The official poster for "Dungeons & Dealers"

"Dungeons & Dealers" was first released on March 5, 2026, on the American streaming service Peacock, along with the rest of the second season. The episode's Dungeons & Dragons theme and Mulligan's guest role were both revealed in a trailer for the season in January 2026, two months prior to its release. According to Decider, it was the most anticipated episode of the season for fans.

Nate Richards of Collider described "Dungeons & Dealers" as the season's "most effective episode", praising the way MacFarlane's humor "seamlessly" blends into the world of the game, finding the performances of the entire cast to greatly add to the episode. At the end of his review, Richards hailed the episode as the best of the entire series. Similarly, it was labeled as the season's standout episode by Rachel Weber of IGN, praising the way it is able to be genuine enough to provoke emotion out of the audience, but still parodic to the point of not feeling too "strict", also giving Burkholder and Davison props for creating an accurate portrayal of the game.

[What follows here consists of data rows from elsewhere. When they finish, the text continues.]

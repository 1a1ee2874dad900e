//! Piecewise-linear segmented colormaps.
//!
//! Each channel is described by breakpoints `(x, y0, y1)`: `y0` is the value
//! approached from below `x`, `y1` the value leaving `x` upwards. A
//! discontinuity is expressed by `y0 != y1`. The breakpoints are resolved
//! once into an `n`-entry lookup table per channel.

use once_cell::sync::Lazy;

use super::colormap::{lut_index, Colormap, BAD_COLOR};
use crate::error::{Result, VisError};

/// Number of lookup-table entries used by the built-in colormaps.
pub const DEFAULT_LUT_SIZE: usize = 256;

/// Jet, used whenever no colormap is given
pub static DEFAULT_COLORMAP: Lazy<SegmentedColormap> = Lazy::new(jet);

/// One breakpoint of a channel.
#[derive(Debug, Clone, Copy, PartialEq)]
pub struct Segment {
    /// Position in [0, 1]
    pub x: f64,
    /// Value approaching `x` from below
    pub y0: f64,
    /// Value leaving `x` upwards
    pub y1: f64,
}

impl Segment {
    pub const fn new(x: f64, y0: f64, y1: f64) -> Self {
        Self { x, y0, y1 }
    }
}

impl From<(f64, f64, f64)> for Segment {
    fn from((x, y0, y1): (f64, f64, f64)) -> Self {
        Self { x, y0, y1 }
    }
}

/// Breakpoints for the three color channels.
#[derive(Debug, Clone, PartialEq)]
pub struct SegmentData {
    pub red: Vec<Segment>,
    pub green: Vec<Segment>,
    pub blue: Vec<Segment>,
}

/// A colormap built from per-channel breakpoints.
#[derive(Debug, Clone)]
pub struct SegmentedColormap {
    name: String,
    segments: SegmentData,
    lut: Vec<[f64; 4]>,
}

impl SegmentedColormap {
    /// Build a colormap from breakpoints, resolving them into `n` LUT entries.
    pub fn new(name: impl Into<String>, segments: SegmentData, n: usize) -> Result<Self> {
        if n < 2 {
            return Err(VisError::InvalidParameter {
                param: "n".to_string(),
                message: format!("Lookup table needs at least 2 entries, got {}", n),
            });
        }
        for (channel, data) in [
            ("red", &segments.red),
            ("green", &segments.green),
            ("blue", &segments.blue),
        ] {
            validate_channel(channel, data)?;
        }
        Ok(Self::build(name.into(), segments, n))
    }

    /// Build a colormap interpolating evenly spaced RGB colors (channels in [0, 1]).
    pub fn from_list(name: impl Into<String>, colors: &[[f64; 3]], n: usize) -> Result<Self> {
        if colors.len() < 2 {
            return Err(VisError::InvalidParameter {
                param: "colors".to_string(),
                message: "At least two colors are required".to_string(),
            });
        }
        let segments = list_segments(colors);
        Self::new(name, segments, n)
    }

    /// Build from breakpoints already known to be valid.
    pub(crate) fn build(name: String, segments: SegmentData, n: usize) -> Self {
        let red = lookup_table(n, &segments.red);
        let green = lookup_table(n, &segments.green);
        let blue = lookup_table(n, &segments.blue);
        let lut = (0..n).map(|i| [red[i], green[i], blue[i], 1.0]).collect();
        Self {
            name,
            segments,
            lut,
        }
    }

    /// The breakpoints this colormap was built from
    pub fn segments(&self) -> &SegmentData {
        &self.segments
    }

    /// The resolved RGBA lookup table
    pub fn lut(&self) -> &[[f64; 4]] {
        &self.lut
    }

    /// Number of lookup-table entries
    pub fn len(&self) -> usize {
        self.lut.len()
    }

    pub fn is_empty(&self) -> bool {
        self.lut.is_empty()
    }
}

impl Colormap for SegmentedColormap {
    fn eval(&self, value: f64) -> [f64; 4] {
        match lut_index(value, self.lut.len()) {
            Some(i) => self.lut[i],
            None => BAD_COLOR,
        }
    }

    fn name(&self) -> &str {
        &self.name
    }
}

fn validate_channel(channel: &str, data: &[Segment]) -> Result<()> {
    let invalid = |message: String| VisError::InvalidParameter {
        param: channel.to_string(),
        message,
    };

    if data.len() < 2 {
        return Err(invalid("At least two breakpoints are required".to_string()));
    }
    if data[0].x != 0.0 || data[data.len() - 1].x != 1.0 {
        return Err(invalid(
            "Breakpoints must start at x=0 and end at x=1".to_string(),
        ));
    }
    if data.windows(2).any(|w| w[1].x < w[0].x) {
        return Err(invalid(
            "Breakpoint positions must be non-decreasing".to_string(),
        ));
    }
    Ok(())
}

/// Evenly spaced breakpoints without discontinuities, one per color.
fn list_segments(colors: &[[f64; 3]]) -> SegmentData {
    let last = (colors.len() - 1) as f64;
    let channel = |c: usize| -> Vec<Segment> {
        colors
            .iter()
            .enumerate()
            .map(|(i, rgb)| Segment::new(i as f64 / last, rgb[c], rgb[c]))
            .collect()
    };
    SegmentData {
        red: channel(0),
        green: channel(1),
        blue: channel(2),
    }
}

/// Resolve one channel's breakpoints into `n` samples.
///
/// Sample `k` sits at `k` on the breakpoint axis scaled by `n - 1`. Between
/// breakpoints `j-1` and `j` the value runs linearly from `y1[j-1]` to `y0[j]`.
fn lookup_table(n: usize, data: &[Segment]) -> Vec<f64> {
    let scale = (n - 1) as f64;
    let xs: Vec<f64> = data.iter().map(|s| s.x * scale).collect();

    let mut lut = Vec::with_capacity(n);
    lut.push(data[0].y1);
    for k in 1..n - 1 {
        let target = k as f64;
        // first breakpoint at or beyond the sample
        let j = xs.partition_point(|&x| x < target);
        let (left, right) = (&data[j - 1], &data[j]);
        let distance = (target - xs[j - 1]) / (xs[j] - xs[j - 1]);
        lut.push(distance * (right.y0 - left.y1) + left.y1);
    }
    lut.push(data[data.len() - 1].y0);

    lut.into_iter().map(|v| v.clamp(0.0, 1.0)).collect()
}

/// The classic jet colormap (blue through cyan, yellow to red).
pub fn jet() -> SegmentedColormap {
    let segments = SegmentData {
        red: vec![
            Segment::new(0.0, 0.0, 0.0),
            Segment::new(0.35, 0.0, 0.0),
            Segment::new(0.66, 1.0, 1.0),
            Segment::new(0.89, 1.0, 1.0),
            Segment::new(1.0, 0.5, 0.5),
        ],
        green: vec![
            Segment::new(0.0, 0.0, 0.0),
            Segment::new(0.125, 0.0, 0.0),
            Segment::new(0.375, 1.0, 1.0),
            Segment::new(0.64, 1.0, 1.0),
            Segment::new(0.91, 0.0, 0.0),
            Segment::new(1.0, 0.0, 0.0),
        ],
        blue: vec![
            Segment::new(0.0, 0.5, 0.5),
            Segment::new(0.11, 1.0, 1.0),
            Segment::new(0.34, 1.0, 1.0),
            Segment::new(0.65, 0.0, 0.0),
            Segment::new(1.0, 0.0, 0.0),
        ],
    };
    SegmentedColormap::build("jet".to_string(), segments, DEFAULT_LUT_SIZE)
}

/// Seismic colormap - dark blue, white in the middle, dark red
pub fn seismic() -> SegmentedColormap {
    let colors: [[f64; 3]; 5] = [
        [0.0, 0.0, 0.3],
        [0.0, 0.0, 1.0],
        [1.0, 1.0, 1.0],
        [1.0, 0.0, 0.0],
        [0.5, 0.0, 0.0],
    ];
    let segments = list_segments(&colors);
    SegmentedColormap::build("seismic".to_string(), segments, DEFAULT_LUT_SIZE)
}

#[cfg(test)]
mod tests {
    use super::*;

    fn ramp() -> SegmentData {
        let line = vec![Segment::new(0.0, 0.0, 0.0), Segment::new(1.0, 1.0, 1.0)];
        SegmentData {
            red: line.clone(),
            green: line.clone(),
            blue: line,
        }
    }

    #[test]
    fn test_linear_ramp_lut() {
        let cmap = SegmentedColormap::new("ramp", ramp(), 5).unwrap();
        let reds: Vec<f64> = cmap.lut().iter().map(|c| c[0]).collect();
        assert_eq!(reds, vec![0.0, 0.25, 0.5, 0.75, 1.0]);
    }

    #[test]
    fn test_discontinuity_uses_y0_and_y1() {
        // jumps from 0 to 1 at x = 0.5
        let step = vec![
            Segment::new(0.0, 0.0, 0.0),
            Segment::new(0.5, 0.0, 1.0),
            Segment::new(1.0, 1.0, 1.0),
        ];
        let data = SegmentData {
            red: step.clone(),
            green: step.clone(),
            blue: step,
        };
        let cmap = SegmentedColormap::new("step", data, 3).unwrap();
        let reds: Vec<f64> = cmap.lut().iter().map(|c| c[0]).collect();
        assert_eq!(reds, vec![0.0, 0.0, 1.0]);
    }

    #[test]
    fn test_invalid_breakpoints() {
        let mut data = ramp();
        data.green[0].x = 0.1;
        assert!(SegmentedColormap::new("bad", data, 256).is_err());

        let mut data = ramp();
        data.blue = vec![
            Segment::new(0.0, 0.0, 0.0),
            Segment::new(0.7, 0.0, 0.0),
            Segment::new(0.3, 0.0, 0.0),
            Segment::new(1.0, 0.0, 0.0),
        ];
        assert!(SegmentedColormap::new("bad", data, 256).is_err());

        let mut data = ramp();
        data.red.truncate(1);
        assert!(SegmentedColormap::new("bad", data, 256).is_err());

        assert!(SegmentedColormap::new("bad", ramp(), 1).is_err());
    }

    #[test]
    fn test_eval_bounds_and_nan() {
        let cmap = SegmentedColormap::new("ramp", ramp(), 256).unwrap();
        assert_eq!(cmap.eval(0.0), [0.0, 0.0, 0.0, 1.0]);
        assert_eq!(cmap.eval(1.0), [1.0, 1.0, 1.0, 1.0]);
        assert_eq!(cmap.eval(-1.0), cmap.eval(0.0));
        assert_eq!(cmap.eval(2.0), cmap.eval(1.0));
        assert_eq!(cmap.eval(f64::NAN), BAD_COLOR);
    }

    #[test]
    fn test_default_is_jet() {
        assert_eq!(DEFAULT_COLORMAP.name(), "jet");
        assert_eq!(DEFAULT_COLORMAP.lut(), jet().lut());
    }

    #[test]
    fn test_jet_ends() {
        let jet = jet();
        assert_eq!(jet.len(), DEFAULT_LUT_SIZE);
        assert_eq!(jet.map_normalized(0.0), [0, 0, 127, 255]);
        assert_eq!(jet.map_normalized(1.0), [127, 0, 0, 255]);
        // green peaks in the middle
        let mid = jet.eval(0.5);
        assert!(mid[1] > 0.99);
    }

    #[test]
    fn test_from_list_matches_seismic() {
        let listed = SegmentedColormap::from_list(
            "seismic",
            &[
                [0.0, 0.0, 0.3],
                [0.0, 0.0, 1.0],
                [1.0, 1.0, 1.0],
                [1.0, 0.0, 0.0],
                [0.5, 0.0, 0.0],
            ],
            DEFAULT_LUT_SIZE,
        )
        .unwrap();
        assert_eq!(listed.lut(), seismic().lut());
        assert!(SegmentedColormap::from_list("one", &[[0.0, 0.0, 0.0]], 256).is_err());
    }

    #[test]
    fn test_seismic_middle_is_light() {
        let middle = seismic().map_normalized(0.5);
        assert!(middle[0] > 250 && middle[1] > 250 && middle[2] > 250);
    }
}
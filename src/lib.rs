//! # mxn-vis
//!
//! Colormaps and color-mapped image export for 2-D scientific arrays.
//!
//! ## Key Features
//!
//! - **Colormaps**: jet, IDL color table 4, seismic and the colorgrad presets,
//!   all behind one [`Colormap`] trait with a name-based registry
//! - **Palettes**: any colormap as a flat 768-entry RGB palette
//! - **Image export**: normalize, color-map, flip and alpha-mask an array, then
//!   encode it by file extension
//! - **Colorbars**: standalone PNG colorbars for a colormap and value range
//! - **Annotations**: multi-line text legends on plotters drawing areas
//!
//! ## Example
//!
//! ```no_run
//! use mxn_vis::{cmap_idl4, save_image, ImageOptions};
//! use ndarray::Array2;
//!
//! let data = Array2::from_shape_fn((64, 128), |(r, c)| (r * c) as f64);
//! let idl4 = cmap_idl4();
//! let (_path, image) = save_image(
//!     data.view(),
//!     "field.png",
//!     &ImageOptions::default().colormap(&idl4),
//! )?;
//! assert_eq!(image.dimensions(), (128, 64));
//! # Ok::<(), mxn_vis::VisError>(())
//! ```

pub mod annotate;
pub mod colorbar;
pub mod colormaps;
pub mod config;
pub mod data_loader;
pub mod error;
pub mod logging;
pub mod raster;

pub use annotate::{stats_legend, Legend, LegendOptions, LegendText};
pub use colorbar::{default_colorbar_filename, save_colorbar, Colorbar, ColorbarOptions};
pub use colormaps::{cmap_idl4, cmap_to_palette, get_colormap, Colormap};
pub use config::Config;
pub use error::{Result, VisError};
pub use logging::{
    init_tracing, log_error, log_operation_end, log_operation_start, log_timed_operation,
};
pub use raster::{save_image, ImageOptions};
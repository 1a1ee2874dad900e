//! Configuration management for mxn-vis.
//!
//! This module handles the layered configuration system with the following precedence:
//! 1. Command-line arguments (highest priority)
//! 2. Environment variables
//! 3. JSON config file
//! 4. Default values (lowest priority)

use clap::{Parser, Subcommand};
use serde::{Deserialize, Serialize};
use std::path::{Path, PathBuf};

use crate::colormaps::get_colormap;
use crate::error::{Result, VisError};

/// Command-line arguments for mxn-vis
#[derive(Parser, Debug)]
#[command(name = "mxn-vis")]
#[command(author, version, about, long_about = None)]
pub struct Args {
    /// Path to JSON configuration file
    #[arg(short, long, env = "MXN_VIS_CONFIG", global = true)]
    pub config: Option<PathBuf>,

    /// Log level (trace, debug, info, warn, error)
    #[arg(long, env = "MXN_VIS_LOG_LEVEL", global = true)]
    pub log_level: Option<String>,

    #[command(subcommand)]
    pub command: Command,
}

/// Operations exposed on the command line
#[derive(Subcommand, Debug, Clone, PartialEq)]
pub enum Command {
    /// Save a JSON 2-D array as a color-mapped image
    Image {
        /// JSON file holding an array of rows
        input: PathBuf,
        /// Destination image; the format follows the extension
        output: PathBuf,
        /// JSON file holding a boolean mask of the same shape
        #[arg(short, long)]
        mask: Option<PathBuf>,
        /// Colormap name
        #[arg(long)]
        colormap: Option<String>,
        /// Keep row 0 at the top of the image
        #[arg(long)]
        no_flip: bool,
    },
    /// Save a standalone colorbar PNG
    Colorbar {
        /// JSON array whose min/max become the default range
        #[arg(short, long)]
        input: Option<PathBuf>,
        #[arg(long, allow_negative_numbers = true)]
        vmin: Option<f64>,
        #[arg(long, allow_negative_numbers = true)]
        vmax: Option<f64>,
        /// Colormap name
        #[arg(long)]
        colormap: Option<String>,
        /// Destination PNG (default: colorbar_<lab>.png)
        #[arg(short, long)]
        output: Option<PathBuf>,
        /// Label drawn along the bar
        #[arg(long)]
        title: Option<String>,
        /// Suffix for the default file name
        #[arg(long, default_value = "")]
        lab: String,
    },
    /// Print a colormap as a flat 768-entry RGB palette (JSON)
    Palette {
        /// Colormap name
        #[arg(long)]
        colormap: Option<String>,
    },
    /// List the available colormap names
    Colormaps,
}

/// Image rendering configuration
#[derive(Debug, Clone, PartialEq, Serialize, Deserialize)]
pub struct RenderConfig {
    /// Default colormap name
    #[serde(default = "default_colormap")]
    pub colormap: String,

    /// Flip images so row 0 ends up at the bottom
    #[serde(default = "default_true")]
    pub flip_vertical: bool,
}

/// Colorbar figure configuration
#[derive(Debug, Clone, PartialEq, Serialize, Deserialize)]
pub struct ColorbarConfig {
    /// Figure width in inches
    #[serde(default = "default_colorbar_width")]
    pub width_in: f64,

    /// Figure height in inches
    #[serde(default = "default_colorbar_height")]
    pub height_in: f64,

    /// Pixels per inch
    #[serde(default = "default_dpi")]
    pub dpi: u32,

    /// Bar position as figure fractions: left, bottom, width, height
    #[serde(default = "default_axes_rect")]
    pub axes_rect: [f64; 4],

    /// Maximum number of tick labels (0 disables ticks)
    #[serde(default = "default_ticks")]
    pub ticks: usize,

    /// Tick label size in points
    #[serde(default = "default_tick_font_size")]
    pub tick_font_size: f64,

    /// Title size in points
    #[serde(default = "default_title_font_size")]
    pub title_font_size: f64,

    /// Gap between tick labels and title in points
    #[serde(default = "default_label_pad")]
    pub label_pad: f64,

    /// Default title
    #[serde(default = "default_title")]
    pub title: String,
}

/// Text annotation configuration
#[derive(Debug, Clone, PartialEq, Serialize, Deserialize)]
pub struct LegendConfig {
    #[serde(default = "default_legend_font_size")]
    pub font_size: f64,
}

/// Complete configuration
#[derive(Debug, Clone, PartialEq, Serialize, Deserialize)]
pub struct Config {
    #[serde(default)]
    pub render: RenderConfig,

    #[serde(default)]
    pub colorbar: ColorbarConfig,

    #[serde(default)]
    pub legend: LegendConfig,

    /// Log level
    #[serde(default = "default_log_level")]
    pub log_level: String,
}

impl Config {
    /// Load configuration from all sources with proper precedence
    pub fn load() -> Result<(Self, Command)> {
        let args = Args::parse();
        let config = Self::from_args(&args)?;
        Ok((config, args.command))
    }

    /// Build the configuration for already parsed arguments
    pub fn from_args(args: &Args) -> Result<Self> {
        // Start with defaults
        let mut config = Config::default();

        // Load from JSON file if provided
        if let Some(config_path) = &args.config {
            let json_config = Self::load_from_file(config_path)?;
            config.merge(json_config);
        }

        // Override with command-line arguments
        if let Some(level) = &args.log_level {
            config.log_level = level.clone();
        }

        Ok(config)
    }

    /// Load configuration from a JSON file
    pub fn load_from_file(path: &Path) -> Result<Self> {
        let content = std::fs::read_to_string(path)?;
        let config: Config = serde_json::from_str(&content)?;
        Ok(config)
    }

    /// Merge another config into this one (other takes precedence)
    fn merge(&mut self, other: Config) {
        self.render = other.render;
        self.colorbar = other.colorbar;
        self.legend = other.legend;
        self.log_level = other.log_level;
    }

    /// Validate the configuration
    pub fn validate(&self) -> Result<()> {
        // Validate log level
        match self.log_level.as_str() {
            "trace" | "debug" | "info" | "warn" | "error" => {}
            _ => {
                return Err(VisError::Config {
                    message: format!(
                        "Invalid log level: {}. Must be one of: trace, debug, info, warn, error",
                        self.log_level
                    ),
                });
            }
        }

        if get_colormap(&self.render.colormap).is_err() {
            return Err(VisError::Config {
                message: format!("Unknown colormap: {}", self.render.colormap),
            });
        }

        let colorbar = &self.colorbar;
        if !(colorbar.width_in > 0.0 && colorbar.height_in > 0.0) {
            return Err(VisError::Config {
                message: "Colorbar figure size must be positive".to_string(),
            });
        }
        if colorbar.dpi == 0 {
            return Err(VisError::Config {
                message: "Colorbar dpi cannot be 0".to_string(),
            });
        }
        let [left, bottom, width, height] = colorbar.axes_rect;
        let inside = |v: f64| (0.0..=1.0).contains(&v);
        if !(inside(left)
            && inside(bottom)
            && width > 0.0
            && height > 0.0
            && inside(left + width)
            && inside(bottom + height))
        {
            return Err(VisError::Config {
                message: format!(
                    "Colorbar axes rectangle {:?} must lie within the figure",
                    colorbar.axes_rect
                ),
            });
        }

        if self.legend.font_size <= 0.0 {
            return Err(VisError::Config {
                message: "Legend font size must be positive".to_string(),
            });
        }

        Ok(())
    }
}

impl Default for Config {
    fn default() -> Self {
        Self {
            render: RenderConfig::default(),
            colorbar: ColorbarConfig::default(),
            legend: LegendConfig::default(),
            log_level: default_log_level(),
        }
    }
}

impl Default for RenderConfig {
    fn default() -> Self {
        Self {
            colormap: default_colormap(),
            flip_vertical: true,
        }
    }
}

impl Default for ColorbarConfig {
    fn default() -> Self {
        Self {
            width_in: default_colorbar_width(),
            height_in: default_colorbar_height(),
            dpi: default_dpi(),
            axes_rect: default_axes_rect(),
            ticks: default_ticks(),
            tick_font_size: default_tick_font_size(),
            title_font_size: default_title_font_size(),
            label_pad: default_label_pad(),
            title: default_title(),
        }
    }
}

impl Default for LegendConfig {
    fn default() -> Self {
        Self {
            font_size: default_legend_font_size(),
        }
    }
}

// Default value functions for serde
fn default_colormap() -> String {
    "jet".to_string()
}

fn default_true() -> bool {
    true
}

fn default_colorbar_width() -> f64 {
    1.0
}

fn default_colorbar_height() -> f64 {
    4.0
}

fn default_dpi() -> u32 {
    100
}

fn default_axes_rect() -> [f64; 4] {
    [0.0, 0.05, 0.2, 0.9]
}

fn default_ticks() -> usize {
    5
}

fn default_tick_font_size() -> f64 {
    10.0
}

fn default_title_font_size() -> f64 {
    12.0
}

fn default_label_pad() -> f64 {
    20.0
}

fn default_title() -> String {
    "Colorbar".to_string()
}

fn default_legend_font_size() -> f64 {
    9.0
}

fn default_log_level() -> String {
    "info".to_string()
}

CBR writer Joshua M. Patton praised the episode as a good replication of Dungeons & Dragons, something he compared to Stranger Things, which he felt used it "sparingly" in a way that didn't leave an impact. However, Ted creating a whole episode around the game was something that Patton asserted would leave a lasting impression on viewers, and ultimately create an episode revolving around the "goofiness and chaos" of the game that most players like it for. Nick Valdez of ComicBook.com listed "Dungeons & Dealers" as the best television episode to ever cover the game, particularly for its accurate, comical portrayal of the game and its characters, adding as many references and narrative into its short runtime, and correctly showcasing the "screwing around" nature of the game. Separately, Valdez ranked it as the season's second best episode, highlighting it for remaining culturally relevant as "[a way] to put the characters in a fun new world". While he felt it wasn't a perfect recreation of the world of Dungeons & Dragons, Valdez called it the only episode of the season where the plot revolves around the entire family focused on a single goal, ending his review by asserting that it "finds a really fun and sweet way [to] prove how Susan is the best character".